Engineer takes to the water for climate change Thursday, 10 March 2016

An Australian engineer who paddled a kayak to Paris says, while the trip was very difficult, it gave him first hand experience of the effect people are having on the environment, and engineers and scientists need to speak up about the importance of the issue.

Steve Posselt is a water engineer for whom water is a passion as well as a career. In 2007, he paddled his kayak from Brisbane to Adelaide along the Murray-Darling to draw attention to the state of the river and the impact people are having on the environment.

Three years ago, he decided to do a bigger trip with legs in Australia, the United States, Britain and France with the goal to reach Paris in time for the United Nations Conference on Climate Change (also known as COP21) last December.

His craft was a plastic sea kayak with wheels attached so he could drag it from one river to the next or around areas where rivers where unnavigable. It was as gruelling as you would imagine.

"It was a surprise how much it hurt when I walked out of Canberra, because I walked to Wollongong. Some of those hills are pretty long," Posselt said.

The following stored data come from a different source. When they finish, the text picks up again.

/// Build one plain-text billing summary for a matter, in the layout the
/// downstream profiler expects: headed sections, itemized entries, then the
/// produced narrative.
pub fn billing_note(
    graph: &CanonicalGraph,
    cfg: &GeneratorConfig,
    registry: &AliasRegistry,
    producer: &dyn TextProducer,
    matter: &CanonicalEntity,
) -> String {
    let matter_id = matter.canonical_id.as_str();
    let client = matter
        .fk("client_id")
        .and_then(|id| graph.get(id));
    let client_id = client.map(|c| c.canonical_id.as_str()).unwrap_or_default();
    let client_name = client.map(|c| attr(c, "company_name")).unwrap_or_default();
    let industry = client.map(|c| attr(c, "industry")).unwrap_or_default();

    let noisy = is_noisy(cfg, matter_id);
    let narrative_matter_id = registry.narrative_id(cfg, matter_id, "billing_note");
    let simulated_format = *lexfuse_core::pick(cfg.seed, &["sim-format", matter_id], &["PDF", "DOCX", "TXT"]);

    let title = attr(matter, "title");
    let title_variants = drift::title_variants(title, cfg.noise.drift_variants);
    let shown_title = if noisy {
        drift::narrative_pick(cfg.seed, matter_id, "billing_note", &title_variants)
    } else {
        title
    };
    let name_variants = drift::name_variants(client_name, cfg.noise.drift_variants);
    let shown_name = if noisy {
        drift::narrative_pick(cfg.seed, client_id, "billing_note", &name_variants)
    } else {
        client_name
    };

    let entries: Vec<&CanonicalEntity> = graph.billing_for_matter(matter_id).collect();
    let total_hours: f64 = entries.iter().map(|e| number(e, "hours")).sum();
    let total_amount: f64 = entries.iter().map(|e| number(e, "amount")).sum();

    let mut lines = vec![
        format!("Billing Summary for Matter {matter_id}"),
        format!("Simulated_Format: {simulated_format}"),
        String::new(),
        format!("matter_id: {narrative_matter_id}"),
        format!("ClientId: {client_id}"),
        String::new(),
        "[Client Information]".to_string(),
        format!("client_name: {shown_name}"),
        format!("Canonical client_id: {client_id}"),
        format!("Canonical Client Name: {client_name}"),
        format!("industry: {industry}"),
        String::new(),
        "[Matter Information]".to_string(),
        format!("Case Title (narrative): {shown_title}"),
        format!("Formal Matter Title: {title}"),
        format!("Practice Area: {}", attr(matter, "practice_area")),
        format!("Lead Counsel: {}", attr(matter, "lead_attorney")),
        format!("Opened On: {}", iso_date(matter, "opened_on")),
        String::new(),
        "[Billing Entries]".to_string(),
    ];

    for entry in entries.iter().take(5) {
        let description = attr(entry, "description");
        lines.push(format!("- Entry ID: {}", entry.canonical_id));
        lines.push(format!("  Attorney ID: {}", attr(entry, "att_id")));
        lines.push(format!("  Hours Billed: {}", number(entry, "hours")));
        lines.push(format!("  Hourly Rate: {}", number(entry, "rate")));
        lines.push(format!("  Amount: {}", number(entry, "amount")));
        if noisy {
            lines.push(format!("  Work Description: {}", drift_description(description)));
            lines.push(format!("  Original Description: {description}"));
        } else {
            lines.push(format!("  Work Description: {description}"));
        }
        lines.push(format!("  Entry Date (raw): {}", iso_date(entry, "entry_date")));
        lines.push(String::new());
    }

    // Noisy notes misreport their totals by a seeded factor, so reported
    // figures need not match the itemized entries above.
    let totals_factor = if noisy {
        *lexfuse_core::pick(cfg.seed, &["totals", matter_id], &[0.9, 1.05, 1.1])
    } else {
        1.0
    };
    lines.push("[Totals]".to_string());
    lines.push(format!("Total Hours (reported): {:.2}", total_hours * totals_factor));
    lines.push(format!("Total Amount (reported): {:.2}", total_amount * totals_factor));
    if noisy {
        lines.push("Note: reported totals may not align with the itemized entries.".to_string());
    }
    lines.push(String::new());

    let ctx = NarrativeContext {
        kind: "billing_summary",
        client_name: shown_name,
        industry,
        matter_title: shown_title,
        doc_type: None,
        entry_count: entries.len(),
    };
    lines.push("[Narrative Summary]".to_string());
    lines.push(produce_or_fallback(producer, &ctx));
    lines.push(String::new());

    lines.join("\n")
}
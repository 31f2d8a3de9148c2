//! The built-in source inventory.
//!
//! Field names and file layout are fixed per source and documented here;
//! downstream fusion tooling matches on them exactly. Changing a target path
//! is a breaking change to the pack schema.

use lexfuse_core::{CanonicalEntity, CanonicalGraph, ConfigError, EntityKind, GeneratorConfig, ValueCategory};

use crate::spec::{FieldMap, FieldRole, ProjectionSpec, SourceFormat};

use FieldRole::{Descriptive, ForeignKey, PrimaryKey};
use ValueCategory::{Currency, Date, Id, Label, Number, Phone, Text};

const CLIENTS_A: [FieldMap; 6] = [
    FieldMap::field("client_id", "client_id", PrimaryKey, Id),
    FieldMap::field("company_name", "company_name", Descriptive, Text),
    FieldMap::field("industry", "industry", Descriptive, Label),
    FieldMap::field("annual_revenue", "annual_revenue", Descriptive, Currency),
    FieldMap::field("contact_phone", "contact_phone", Descriptive, Phone),
    FieldMap::field("created_at", "created_at", Descriptive, Date),
];

const CLIENTS_B: [FieldMap; 7] = [
    FieldMap::field("client_id", "id", PrimaryKey, Id),
    FieldMap::field("company_name", "custFullNm", Descriptive, Text),
    FieldMap::field("industry", "sector", Descriptive, Label),
    FieldMap::field("annual_revenue", "financials.turnover", Descriptive, Currency),
    FieldMap::constant("financials.currency", "USD"),
    FieldMap::field("contact_phone", "phone", Descriptive, Phone),
    FieldMap::field("created_at", "meta.registered_on", Descriptive, Date),
];

const CLIENTS_C: [FieldMap; 5] = [
    // `cid` is written as an attribute on each <Entity> element.
    FieldMap::field("client_id", "cid", PrimaryKey, Id),
    FieldMap::field("company_name", "nm", Descriptive, Text),
    FieldMap::field("annual_revenue", "annual_turnover", Descriptive, Currency),
    FieldMap::field("industry", "cat", Descriptive, Label),
    FieldMap::field("contact_phone", "phone", Descriptive, Phone),
];

const CLIENTS_D: [FieldMap; 6] = [
    FieldMap::field("client_id", "cust_code", PrimaryKey, Id),
    FieldMap::field("company_name", "clientName", Descriptive, Text),
    FieldMap::field("industry", "industry", Descriptive, Label),
    FieldMap::field("annual_revenue", "revenue", Descriptive, Currency),
    FieldMap::field("contact_phone", "phone", Descriptive, Phone),
    FieldMap::field("created_at", "created", Descriptive, Date),
];

const MATTERS_A: [FieldMap; 7] = [
    FieldMap::field("matter_id", "matter_id", PrimaryKey, Id),
    FieldMap::field("client_id", "client_ref", ForeignKey(EntityKind::Client), Id),
    FieldMap::field("title", "title", Descriptive, Text),
    FieldMap::field("practice_area", "practice_area", Descriptive, Label),
    FieldMap::field("opened_on", "opened_on", Descriptive, Date),
    FieldMap::field("lead_attorney", "lead_attorney", Descriptive, Text),
    FieldMap::field("estimated_value", "estimated_value", Descriptive, Currency),
];

const MATTERS_B: [FieldMap; 6] = [
    FieldMap::field("matter_id", "file_no", PrimaryKey, Id),
    FieldMap::field("client_id", "client_id", ForeignKey(EntityKind::Client), Id),
    FieldMap::field("title", "matterSummary", Descriptive, Text),
    FieldMap::field("practice_area", "area", Descriptive, Label),
    FieldMap::field("opened_on", "startDate", Descriptive, Date),
    FieldMap::field("lead_attorney", "owner", Descriptive, Text),
];

const BILLING_A: [FieldMap; 8] = [
    FieldMap::field("entry_id", "entry_id", PrimaryKey, Id),
    FieldMap::field("matter_id", "file_id", ForeignKey(EntityKind::Matter), Id),
    FieldMap::field("att_id", "att_id", Descriptive, Text),
    FieldMap::field("hours", "hours", Descriptive, Number),
    FieldMap::field("rate", "rate", Descriptive, Number),
    FieldMap::field("amount", "amount", Descriptive, Currency),
    FieldMap::field("description", "description", Descriptive, Text),
    FieldMap::field("entry_date", "entry_date", Descriptive, Date),
];

const DOCUMENTS: [FieldMap; 8] = [
    FieldMap::field("doc_id", "doc_id", PrimaryKey, Id),
    FieldMap::field("matter_id", "matter_id", ForeignKey(EntityKind::Matter), Id),
    FieldMap::field("client_id", "client", ForeignKey(EntityKind::Client), Id),
    FieldMap::field("doc_type", "doc_type", Descriptive, Label),
    FieldMap::field("title", "title", Descriptive, Text),
    FieldMap::field("created", "created", Descriptive, Date),
    FieldMap::field("uploaded_by", "uploaded_by", Descriptive, Text),
    FieldMap::field("file_type", "file_type", Descriptive, Label),
];

const EMAILS: [FieldMap; 5] = [
    // Correspondence documents exported as a mail feed; the message id *is*
    // the document's canonical id, which keeps the feed resolvable.
    FieldMap::field("doc_id", "msg_id", PrimaryKey, Id),
    FieldMap::field("matter_id", "matter_ref", ForeignKey(EntityKind::Matter), Id),
    FieldMap::field("uploaded_by", "from", Descriptive, Text),
    FieldMap::field("created", "sent_at", Descriptive, Date),
    FieldMap::field("title", "subject", Descriptive, Text),
];

static SPECS: [ProjectionSpec; 11] = [
    ProjectionSpec {
        source: "clients_a",
        kind: EntityKind::Client,
        format: SourceFormat::Csv,
        file_name: "structured_clients_A.csv",
        fields: &CLIENTS_A,
    },
    ProjectionSpec {
        source: "clients_b",
        kind: EntityKind::Client,
        format: SourceFormat::Json,
        file_name: "structured_clients_B.json",
        fields: &CLIENTS_B,
    },
    ProjectionSpec {
        source: "clients_c",
        kind: EntityKind::Client,
        format: SourceFormat::Xml,
        file_name: "structured_clients_C.xml",
        fields: &CLIENTS_C,
    },
    ProjectionSpec {
        source: "clients_d",
        kind: EntityKind::Client,
        format: SourceFormat::Xlsx,
        file_name: "structured_clients_D.xlsx",
        fields: &CLIENTS_D,
    },
    ProjectionSpec {
        source: "matters_a",
        kind: EntityKind::Matter,
        format: SourceFormat::Csv,
        file_name: "matters_A.csv",
        fields: &MATTERS_A,
    },
    ProjectionSpec {
        source: "matters_b",
        kind: EntityKind::Matter,
        format: SourceFormat::Json,
        file_name: "matters_B.json",
        fields: &MATTERS_B,
    },
    ProjectionSpec {
        source: "billing_a",
        kind: EntityKind::BillingEntry,
        format: SourceFormat::Csv,
        file_name: "billing_entries_A.csv",
        fields: &BILLING_A,
    },
    ProjectionSpec {
        source: "documents",
        kind: EntityKind::Document,
        format: SourceFormat::Json,
        file_name: "document_metadata.json",
        fields: &DOCUMENTS,
    },
    ProjectionSpec {
        source: "emails",
        kind: EntityKind::Document,
        format: SourceFormat::Jsonl,
        file_name: "emails.jsonl",
        fields: &EMAILS,
    },
    ProjectionSpec {
        source: "billing_notes",
        kind: EntityKind::Matter,
        format: SourceFormat::TextPerMatter,
        file_name: "billing_files",
        fields: &[],
    },
    ProjectionSpec {
        source: "doc_texts",
        kind: EntityKind::Document,
        format: SourceFormat::TextPerDocument,
        file_name: "documents",
        fields: &[],
    },
];

pub fn all_specs() -> &'static [ProjectionSpec] {
    &SPECS
}

pub fn spec(source: &str) -> Option<&'static ProjectionSpec> {
    SPECS.iter().find(|s| s.source == source)
}

/// The specs a config enables (an empty `sources` list means all of them).
/// Unknown names are a fatal configuration error.
pub fn enabled_specs(cfg: &GeneratorConfig) -> Result<Vec<&'static ProjectionSpec>, ConfigError> {
    if cfg.sources.is_empty() {
        return Ok(SPECS.iter().collect());
    }
    cfg.sources
        .iter()
        .map(|name| spec(name).ok_or_else(|| ConfigError::UnknownSource(name.clone())))
        .collect()
}

pub fn check_sources(cfg: &GeneratorConfig) -> Result<(), ConfigError> {
    enabled_specs(cfg).map(|_| ())
}

/// Documents that appear in the `emails` feed: correspondence only.
pub fn email_documents(graph: &CanonicalGraph) -> Vec<&CanonicalEntity> {
    graph
        .entities(EntityKind::Document)
        .iter()
        .filter(|d| d.get("doc_type").and_then(|v| v.as_str()) == Some("Correspondence"))
        .collect()
}
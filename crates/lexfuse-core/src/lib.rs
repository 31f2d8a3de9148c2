//! Lexfuse core: canonical ground truth for heterogeneous test packs.
//!
//! This crate owns the two halves of the engine that everything else builds
//! on:
//!
//! - the **canonical entity graph** (clients, matters, billing entries,
//!   documents) with immutable, monotonic IDs and consistent parent links,
//!   built once in a single-threaded phase, and
//! - the **value format diversifier**: explicit per-category encodings
//!   (date, currency, phone, label) with a documented decode priority order,
//!   so every downstream reader reproduces identical results.
//!
//! Determinism is the load-bearing property. There is no shared PRNG stream:
//! anything chosen after the graph is built derives from a pure keyed digest
//! of `(seed, canonical_id, source, category)` (see [`derive`]), so parallel
//! emit workers never contend and scheduling order never changes output.

pub mod config;
pub mod derive;
pub mod encode;
pub mod model;
pub mod value;
pub mod vocab;

pub use config::{AliasRule, ConfigError, EncodingConfig, EntityCounts, GeneratorConfig, NoiseConfig, ParentAssignment};
pub use derive::{fraction, pick, substream, XorShift64};
pub use encode::{
    decode_currency, decode_date, decode_phone, encode_currency, encode_date, encode_label,
    encode_phone, CurrencyEncoding, DateEncoding, EncodeError, LabelEncoding, PhoneEncoding,
    Unparseable, CURRENCY_ABBREV_UNIT,
};
pub use model::{CanonicalEntity, CanonicalGraph, EntityKind};
pub use value::{EncodedValue, Phone, Value, ValueCategory};
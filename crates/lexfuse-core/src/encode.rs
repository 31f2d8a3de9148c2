//! Value format diversifier: explicit per-category surface encodings.
//!
//! Each category enumerates its encodings; `decode` tries them in a fixed,
//! documented priority order and returns the first exact parse. That order is
//! part of the contract: the cross-reference validator and any downstream
//! normalizer must reproduce identical results.

use chrono::{NaiveDate, NaiveDateTime, NaiveTime};
use serde::{Deserialize, Serialize};
use thiserror::Error;

use crate::value::{EncodedValue, Phone, Value};

/// Multiplier for the abbreviated currency form (`12K` = 12_000).
///
/// Abbreviation rounds to the nearest unit, so decoding recovers the original
/// within ± half a unit; we document the looser bound `< CURRENCY_ABBREV_UNIT`
/// as the contract tolerance.
pub const CURRENCY_ABBREV_UNIT: f64 = 1000.0;

/// A canonical value that cannot be represented by the selected encoding.
///
/// Non-fatal: callers fall back to the category's missing marker and log.
#[derive(Debug, Error, PartialEq, Eq)]
pub enum EncodeError {
    #[error("value `{value}` cannot be represented by encoding `{encoding}`")]
    Unrepresentable { encoding: &'static str, value: String },
}

/// A surface string no enabled encoding can parse back.
#[derive(Debug, Error, PartialEq, Eq)]
#[error("unparseable {category} value: `{raw}`")]
pub struct Unparseable {
    pub category: &'static str,
    pub raw: String,
}

fn unparseable(category: &'static str, raw: &str) -> Unparseable {
    Unparseable {
        category,
        raw: raw.to_string(),
    }
}

// ============================================================================
// Dates
// ============================================================================

/// Date surface encodings.
///
/// Decode priority: `Iso`, `SlashDmy`, `SlashDmyShort`, `DashDayMonYear`,
/// `DashDayMonYearShort`, then a 10-digit unix epoch. Slash and dash forms
/// are disambiguated by the year token width before parsing, so `25/09/22`
/// never parses as year 22 CE.
#[derive(Debug, Clone, Copy, PartialEq, Eq, Serialize, Deserialize)]
#[serde(rename_all = "snake_case")]
pub enum DateEncoding {
    /// `2022-09-25`
    Iso,
    /// `25/09/2022`
    SlashDmy,
    /// `25/09/22`
    SlashDmyShort,
    /// `25-Sep-2022`
    DashDayMonYear,
    /// `25-Sep-22`
    DashDayMonYearShort,
    /// `"1664064000"`
    EpochText,
    /// `1664064000` as a bare integer
    EpochInt,
}

fn date_epoch_seconds(d: NaiveDate) -> i64 {
    NaiveDateTime::new(d, NaiveTime::MIN).and_utc().timestamp()
}

pub fn encode_date(d: NaiveDate, enc: DateEncoding) -> EncodedValue {
    match enc {
        DateEncoding::Iso => EncodedValue::Text(d.format("%Y-%m-%d").to_string()),
        DateEncoding::SlashDmy => EncodedValue::Text(d.format("%d/%m/%Y").to_string()),
        DateEncoding::SlashDmyShort => EncodedValue::Text(d.format("%d/%m/%y").to_string()),
        DateEncoding::DashDayMonYear => EncodedValue::Text(d.format("%d-%b-%Y").to_string()),
        DateEncoding::DashDayMonYearShort => EncodedValue::Text(d.format("%d-%b-%y").to_string()),
        DateEncoding::EpochText => EncodedValue::Text(date_epoch_seconds(d).to_string()),
        DateEncoding::EpochInt => EncodedValue::Int(date_epoch_seconds(d)),
    }
}

pub fn decode_date(raw: &str) -> Result<NaiveDate, Unparseable> {
    let s = raw.trim();
    if s.is_empty() {
        return Err(unparseable("date", raw));
    }

    if s.contains('/') {
        let year_width = s.rsplit('/').next().map(str::len).unwrap_or(0);
        let fmt = if year_width == 4 { "%d/%m/%Y" } else { "%d/%m/%y" };
        return NaiveDate::parse_from_str(s, fmt).map_err(|_| unparseable("date", raw));
    }

    if s.len() == 10 && s.bytes().all(|b| b.is_ascii_digit()) {
        // 10-digit unix epoch as string or integer; seconds resolution.
        let ts: i64 = s.parse().map_err(|_| unparseable("date", raw))?;
        return chrono::DateTime::from_timestamp(ts, 0)
            .map(|dt| dt.date_naive())
            .ok_or_else(|| unparseable("date", raw));
    }

    let parts: Vec<&str> = s.split('-').collect();
    if parts.len() == 3 {
        let fmt = if parts[0].len() == 4 {
            "%Y-%m-%d"
        } else if parts[2].len() == 4 {
            "%d-%b-%Y"
        } else {
            "%d-%b-%y"
        };
        return NaiveDate::parse_from_str(s, fmt).map_err(|_| unparseable("date", raw));
    }

    Err(unparseable("date", raw))
}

"The Mississippi with its flooding was harder than I thought it was going to be. The locks in the UK were harder than I thought it was going to be. You've got to drag your kayak up a set of steps a couple of storeys high, and round bends and over fences and that sort of stuff."

He believes he is the first person to paddle up the Mississippi during a flood.

"The normal rules of a river don't apply on the Mississippi. The big shock to me was that there were no banks to go to to get out of the current because the Mississippi is probably the most engineered river in the world," he said.

"There are levy banks all the way up the lower Mississippi and between the river banks and the levy are big trees, so you paddle along the edge of the big trees and hope that you find a hill to camp on that night. The other thing is that the Mississippi has what they call dikes. Which are angled walls of about 45° to direct flow to the center of the river to scour the stream bed in low flow times. They create all sorts of whirlpools and difficulties."

As a water engineer, he found it interesting looking at how rivers like the Mississippi had been engineered and the effect that engineering had.

"We have turned our rivers everywhere into drains so that if you apply your engineering equations you get a lot more power in the rivers these days because we've sped up the flow. Even on the Mississippi, they have channels in the farms that are lined with pavers or concrete to get the water to run away faster. That's fine for the farm, but when the water runs away faster it gets to the other end quicker, so the floods are bigger."

Posselt made it to Paris on October 10, well before the COP21 conference, then returned to England with the intention of returning to Paris with the kayak in time for the conference. Unfortunately, following the terror attacks in Paris on November 13, security was increased for the conference and he wasn't allowed to take the kayak into the city.

Nevertheless, he feels his trip was a success and the outcome of the conference was a good start in addressing climate change.

"It's obviously nowhere near what we need to do. We have some promises by countries to do enough to limit global warming to 2.7 degrees or maybe 3 degrees depending on which way you look at it," Posselt said.

"We've got one degree warming now and it's accelerating so unless we act and soon then it's not going to be very good for our children and grandchildren. I mean, I've got five grandkids and that's what this trip was about."